CEO: Ms. Kristalina Georgieva, from Bulgaria
               The IMF works hand-in-hand with the World Bank. Both are also known as Bretton Woods twins. and although they are two separate entities, their interests are aligned, and they were created together. While the IMF provides only shorter-term loans that are funded by member quotas, the World Bank focuses on long-term economic solutions and the reduction of poverty and is funded by both member contributions and bonds.

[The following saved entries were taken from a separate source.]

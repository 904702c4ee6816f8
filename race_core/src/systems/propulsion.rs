use hecs::World;

use crate::components::*;
use crate::config::Config;
use crate::params::Params;
use crate::resources::*;

/// Throttle, turbo and heat model, including crash recovery
pub fn drive_riders(world: &mut World, config: &Config, weather: &Weather, events: &mut Events) {
    for (_entity, (racer, rider, intent)) in
        world.query_mut::<(&mut Racer, &mut Rider, &RiderIntent)>()
    {
        if !rider.is_local() {
            continue;
        }
        let controls = intent.controls;
        let engine = rider.upgrades.engine_tier();
        let cooling = rider.upgrades.cooling_tier();
        let turbo = rider.upgrades.turbo_tier();

        if racer.is_crashed {
            racer.speed *= Params::CRASH_SPEED_DECAY;
            racer.crash_timer = racer.crash_timer.saturating_sub(1);
            if racer.crash_timer == 0 {
                racer.is_crashed = false;
                rider.heat = 0.0;
            }
        } else if controls.turbo {
            racer.speed += config.acceleration * 1.5 * engine.accel_mult * weather.grip;
            rider.heat = (rider.heat + config.heat_inc * 1.3 * cooling.heat_mult).min(config.max_heat);
            if rider.heat >= config.max_heat {
                racer.crash(config.overheat_penalty);
                rider.register_crash();
                events.push(Cue::Overheat { rider: rider.id });
                events.shake(12.0);
            }
        } else if controls.gas {
            racer.speed += config.acceleration * engine.accel_mult * weather.grip;
            rider.heat = (rider.heat - config.heat_cool * 0.5).max(0.0);
        } else {
            racer.speed -= config.friction * weather.friction_mult;
            rider.heat = (rider.heat - config.heat_cool).max(0.0);
        }

        let ceiling = if controls.turbo {
            config.turbo_speed * turbo.turbo_mult
        } else {
            config.max_speed * engine.speed_mult
        };
        racer.speed = racer.speed.clamp(0.0, ceiling);
    }
}

/// Move riders forward and refresh their score
pub fn advance_riders(world: &mut World) {
    for (_entity, (racer, rider)) in world.query_mut::<(&mut Racer, &mut Rider)>() {
        if !rider.is_local() {
            continue;
        }
        racer.x += racer.speed;
        rider.top_speed = rider.top_speed.max(racer.speed);
        rider.score = distance_score(racer.x) + rider.trick_bonus;
    }
}

/// Score units covered at world position `x`
pub fn distance_score(x: f64) -> u32 {
    (x.max(0.0) / Params::WORLD_SCALE).floor() as u32
}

The IMF is more focused on economic policy solutions, while the World Bank offers assistance in such programs as building necessary public facilities and preventing disease.

Recession is a slowdown or a massive contraction in economic activities; economic indicators such as GDP, corporate profits, employments, industrial production, real income, and wholesale-retail trade etc., fall; short-term fluctuations when major macroeconomic indicators have shown slowdowns or even outright declining performance.

Economies generally react by loosening their monetary policies by infusing more money into the system, i.e., by increasing the money supply.

A depression is a deep and long-lasting recession; a severe decline that lasts for many years.

Stagflation is a combination of stagnant economic growth, high unemployment, and high inflation. It creates slow economic growth or a recession, high unemployment, and rising prices. Stagflation is caused by conflicting contractionary and expansionary fiscal policies

Inflation reduces the purchasing power of each unit of currency, which leads to increases in the prices of goods and services over time.; means you have to spend more to fill your gas tank, buy milk. In other words, it increases your cost of living. Central Banks uses monetary policy to manage inflation.